Mayim’s response: the label doesn’t make her more likely to avoid things, but it reduces the shame around why things are hard. It’s not that she doesn’t want to do things — it’s that her brain processes the world differently.
She also notes that life experience and accumulated positive evidence have helped somewhat: working with successful executives who couldn’t spell showed her that perfection isn’t required for competence. But the underlying sensitivity remains.
There is a broader cultural tension: some people view RSD as a luxury of modern society (“buck up”), while others recognize it as a real neurological pattern that deserves understanding and treatment.
Types of RSD Responses
RSD doesn’t always look like sadness or withdrawal. It can also manifest as:
Externalized anger and blame — protecting against the pain of rejection by attacking the outside world
Haughty dismissal — “Those people are stupid, I don’t need to go to that party” (though Mayim says her own tendency is more the “sniveling” response)
Rage and road rage — the explosion of “why?” when someone cuts you off or wrongs you in traffic
Mayim notes she doesn’t feel protected by any of these responses — the pain comes through regardless.
What Actually Helps
Logic alone does not work. This is one of the most important takepoints. Telling yourself “it’s not a big deal” or “they probably don’t hate you” does not override the brain’s threat response.
Medication can help quiet the intensity of RSD reactions. Mayim has tried many medications over the years and notes that certain antidepressants and anti-anxiety medications have made the voices quieter, though this was not explored in depth in this episode.

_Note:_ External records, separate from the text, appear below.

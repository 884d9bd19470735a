//! Dependency resolution and ordering of registered steps.
//!
//! A dependency string matches every step whose name or one of whose tags
//! equals it. Regular steps are ordered topologically, ties broken by
//! registration order; steps that run at the end follow all regular steps.

use std::collections::{BTreeSet, HashMap};

use crate::{error::GraphError, step::StepRegistry};

/// The resolved dependency graph of a registry.
#[derive(Debug, Clone, Default, PartialEq, Eq)]
pub struct ResolvedGraph {
    /// Indices of the steps in execution order.
    order: Vec<usize>,
    /// Resolved dependency indices per step, in declaration order.
    edges: Vec<Vec<usize>>,
    /// Names of the resolved dependency steps, in declaration order.
    producers: Vec<Vec<String>>,
    /// Artifact names each step may read: declared strings and resolved step names.
    allowed: Vec<BTreeSet<String>>,
}

#[derive(Clone, Copy, PartialEq, Eq)]
enum Mark {
    Unvisited,
    InProgress,
    Done,
}

impl ResolvedGraph {
    /// Resolve every declared dependency and compute the execution order.
    pub fn resolve(registry: &StepRegistry) -> Result<Self, GraphError> {
        let count = registry.len();
        let mut edges = Vec::with_capacity(count);
        let mut producers = Vec::with_capacity(count);
        let mut allowed = Vec::with_capacity(count);

        for (index, step) in registry.iter().enumerate() {
            let mut resolved: Vec<usize> = Vec::new();
            let mut names = BTreeSet::new();

            for &dependency in step.dependencies() {
                if step.name() == dependency {
                    return Err(GraphError::Cycle {
                        path: vec![dependency.to_string(), dependency.to_string()],
                    });
                }

                let matches: Vec<usize> = registry
                    .iter()
                    .enumerate()
                    .filter(|&(other, candidate)| {
                        other != index
                            && (candidate.name() == dependency
                                || candidate.tags().contains(&dependency))
                    })
                    .map(|(other, _)| other)
                    .collect();

                if matches.is_empty() {
                    return Err(GraphError::UnknownDependency {
                        step: step.name().to_string(),
                        dependency: dependency.to_string(),
                    });
                }

                names.insert(dependency.to_string());
                for other in matches {
                    if !step.run_at_the_end() && registry[other].run_at_the_end() {
                        return Err(GraphError::DependsOnEndStep {
                            step: step.name().to_string(),
                            dependency: registry[other].name().to_string(),
                        });
                    }
                    if !resolved.contains(&other) {
                        resolved.push(other);
                        names.insert(registry[other].name().to_string());
                    }
                }
            }

            producers.push(
                resolved
                    .iter()
                    .map(|&other| registry[other].name().to_string())
                    .collect(),
            );
            edges.push(resolved);
            allowed.push(names);
        }

        if let Some(path) = find_cycle(registry, &edges) {
            return Err(GraphError::Cycle { path });
        }

        let regular: Vec<usize> = (0..count).filter(|&i| !registry[i].run_at_the_end()).collect();
        let at_end: Vec<usize> = (0..count).filter(|&i| registry[i].run_at_the_end()).collect();

        let mut order = topological_order(&regular, &edges);
        order.extend(topological_order(&at_end, &edges));

        Ok(Self {
            order,
            edges,
            producers,
            allowed,
        })
    }

    /// All step indices in execution order.
    pub fn order(&self) -> &[usize] {
        &self.order
    }

    /// Resolved dependency indices of step `index`.
    pub fn dependencies(&self, index: usize) -> &[usize] {
        &self.edges[index]
    }

    pub(crate) fn producers(&self, index: usize) -> &[String] {
        &self.producers[index]
    }

    pub(crate) fn allowed(&self, index: usize) -> &BTreeSet<String> {
        &self.allowed[index]
    }

    /// Execution order restricted to steps matching `tags` by name or tag,
    /// plus everything they transitively depend on. No tags selects every step.
    pub fn select(&self, registry: &StepRegistry, tags: &[String]) -> Vec<usize> {
        if tags.is_empty() {
            return self.order.clone();
        }

        let mut selected = vec![false; registry.len()];
        let mut stack: Vec<usize> = registry
            .iter()
            .enumerate()
            .filter(|(_, step)| {
                tags.iter().any(|tag| {
                    step.name() == tag.as_str() || step.tags().contains(&tag.as_str())
                })
            })
            .map(|(index, _)| index)
            .collect();

        while let Some(index) = stack.pop() {
            if selected[index] {
                continue;
            }
            selected[index] = true;
            stack.extend(self.edges[index].iter().copied());
        }

        self.order
            .iter()
            .copied()
            .filter(|&index| selected[index])
            .collect()
    }
}

/// Depth-first search for a dependency cycle. Returns the step names along the
/// cycle, with the first name repeated at the end.
fn find_cycle(registry: &StepRegistry, edges: &[Vec<usize>]) -> Option<Vec<String>> {
    fn visit(
        index: usize,
        edges: &[Vec<usize>],
        marks: &mut [Mark],
        stack: &mut Vec<usize>,
    ) -> Option<Vec<usize>> {
        marks[index] = Mark::InProgress;
        stack.push(index);

        for &next in &edges[index] {
            match marks[next] {
                Mark::InProgress => {
                    let start = stack.iter().position(|&i| i == next).unwrap_or(0);
                    let mut cycle = stack[start..].to_vec();
                    cycle.push(next);
                    return Some(cycle);
                }
                Mark::Unvisited => {
                    if let Some(cycle) = visit(next, edges, marks, stack) {
                        return Some(cycle);
                    }
                }
                Mark::Done => {}
            }
        }

        stack.pop();
        marks[index] = Mark::Done;
        None
    }

    let mut marks = vec![Mark::Unvisited; edges.len()];
    let mut stack = Vec::new();

    (0..edges.len()).find_map(|index| {
        if marks[index] != Mark::Unvisited {
            return None;
        }
        visit(index, edges, &mut marks, &mut stack).map(|cycle| {
            // Edges point from dependent to dependency; report in execution direction.
            cycle
                .into_iter()
                .rev()
                .map(|i| registry[i].name().to_string())
                .collect()
        })
    })
}

/// Kahn's algorithm over `members`, always picking the earliest registered ready step.
/// Edges to steps outside `members` are treated as satisfied.
fn topological_order(members: &[usize], edges: &[Vec<usize>]) -> Vec<usize> {
    let member_set: BTreeSet<usize> = members.iter().copied().collect();
    let mut pending: HashMap<usize, usize> = HashMap::new();
    let mut dependents: HashMap<usize, Vec<usize>> = HashMap::new();

    for &index in members {
        let inside: Vec<usize> = edges[index]
            .iter()
            .copied()
            .filter(|dep| member_set.contains(dep))
            .collect();
        pending.insert(index, inside.len());
        for dep in inside {
            dependents.entry(dep).or_default().push(index);
        }
    }

    let mut ready: BTreeSet<usize> = members
        .iter()
        .copied()
        .filter(|index| pending.get(index) == Some(&0))
        .collect();
    let mut order = Vec::with_capacity(members.len());

    while let Some(index) = ready.pop_first() {
        order.push(index);
        for &dependent in dependents.get(&index).map(Vec::as_slice).unwrap_or_default() {
            if let Some(count) = pending.get_mut(&dependent) {
                *count -= 1;
                if *count == 0 {
                    ready.insert(dependent);
                }
            }
        }
    }

    order
}
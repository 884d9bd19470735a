//! Vault call allow-list entries.

use alloy_core::{
    dyn_abi::DynSolValue,
    primitives::{Address, B256, Bytes, FixedBytes, keccak256},
};
use serde::{Deserialize, Serialize};

/// 4-byte function selector.
pub type Selector = FixedBytes<4>;

/// Derive the selector of a canonical function signature, e.g. `"mint(address)"`.
pub fn selector(signature: &str) -> Selector {
    Selector::from_slice(&keccak256(signature.as_bytes())[..4])
}

/// ABI-encode a call to `signature` with `params`.
pub fn encode_call(signature: &str, params: Vec<DynSolValue>) -> Bytes {
    let mut data = selector(signature).to_vec();
    data.extend(DynSolValue::Tuple(params).abi_encode_params());
    data.into()
}

/// An external call a fund's vault is allowed to make.
#[derive(Debug, Clone, PartialEq, Eq, Serialize, Deserialize)]
#[serde(rename_all = "camelCase")]
pub struct VaultCallEntry {
    pub contract: Address,
    /// The canonical signature the selector was derived from.
    pub signature: String,
    pub selector: Selector,
    /// Restricts the allowed payload; zero allows any payload.
    pub data_hash: B256,
}

impl VaultCallEntry {
    pub fn new(contract: Address, signature: impl Into<String>) -> Self {
        let signature = signature.into();
        Self {
            contract,
            selector: selector(&signature),
            signature,
            data_hash: B256::ZERO,
        }
    }

    /// Only allow calls whose payload hashes to `data_hash`.
    pub fn with_data_hash(mut self, data_hash: B256) -> Self {
        self.data_hash = data_hash;
        self
    }

    /// Only allow calls with exactly this payload.
    pub fn with_data(self, data: &[u8]) -> Self {
        self.with_data_hash(keccak256(data))
    }
}

/// Parallel arrays in the shape `registerVaultCalls` takes.
#[derive(Debug, Clone, Default, PartialEq, Eq)]
pub struct VaultCallArrays {
    pub contracts: Vec<Address>,
    pub selectors: Vec<Selector>,
    pub data_hashes: Vec<B256>,
}

impl VaultCallArrays {
    pub fn len(&self) -> usize {
        self.contracts.len()
    }

    pub fn is_empty(&self) -> bool {
        self.contracts.is_empty()
    }

    /// The ABI parameters for `registerVaultCalls(address[],bytes4[],bytes32[])`.
    pub fn into_params(self) -> Vec<DynSolValue> {
        vec![
            DynSolValue::Array(self.contracts.into_iter().map(DynSolValue::Address).collect()),
            DynSolValue::Array(
                self.selectors
                    .into_iter()
                    .map(|selector| DynSolValue::FixedBytes(B256::right_padding_from(selector.as_slice()), 4))
                    .collect(),
            ),
            DynSolValue::Array(
                self.data_hashes
                    .into_iter()
                    .map(|hash| DynSolValue::FixedBytes(hash, 32))
                    .collect(),
            ),
        ]
    }
}

/// Flatten entries into parallel arrays, keeping their order.
pub fn flatten(entries: &[VaultCallEntry]) -> VaultCallArrays {
    let mut arrays = VaultCallArrays::default();
    for entry in entries {
        arrays.contracts.push(entry.contract);
        arrays.selectors.push(entry.selector);
        arrays.data_hashes.push(entry.data_hash);
    }
    arrays
}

Cognitive behavioral therapy (CBT) is a standard recommendation, though Mayim describes her level of RSD as “pretty stubborn.”
Self-compassion and validation techniques from the University of Rochester Medical Center:
Instead of denying the feeling, use “Yes, and…” statements that acknowledge the emotion while adding perspective.
Example: “Yes, I feel lonely and scared, and I know that sometimes these situations happen.”
Example: “Yes, I’m worried I might get fired, and I see that I got an accolade yesterday from this same boss.”
The goal is to honor the emotion without agreeing with its content — stepping out of what Mayim calls the “timeless inner child” that is perpetually stuck at the moment of original injury.
Accumulated positive experiences over time can gradually reduce the baseline fear, but this is a slow process and not a cure.
Jonathan created a private mashup of vulnerable moments from a particularly intimidating guest that Mayim was terrified to interview — watching it reminds her that even very successful, prominent people have the same vulnerable places. This kind of normalization is itself a form of medicine.
Behind the Scenes: RSD and the Podcast Itself
Mayim reveals that before nearly every episode with an intimidating guest, she experiences a version of RSD: “I’m not smart enough. They’re going to call me out. They’re going to think I wasted my degree. They’re going to call my thesis advisor and ask why they gave me a PhD.”
Despite this, guests consistently return and praise her preparation — one told her “no one has read my book as thoroughly as you have.” The evidence contradicts the fear, but the fear persists.
Jonathan suggests the podcast itself may have been partly driven by Mayim’s RSD — a people-pleasing impulse to make things right for others — and Mayim doesn’t disagree: “380 episodes later, here we are.”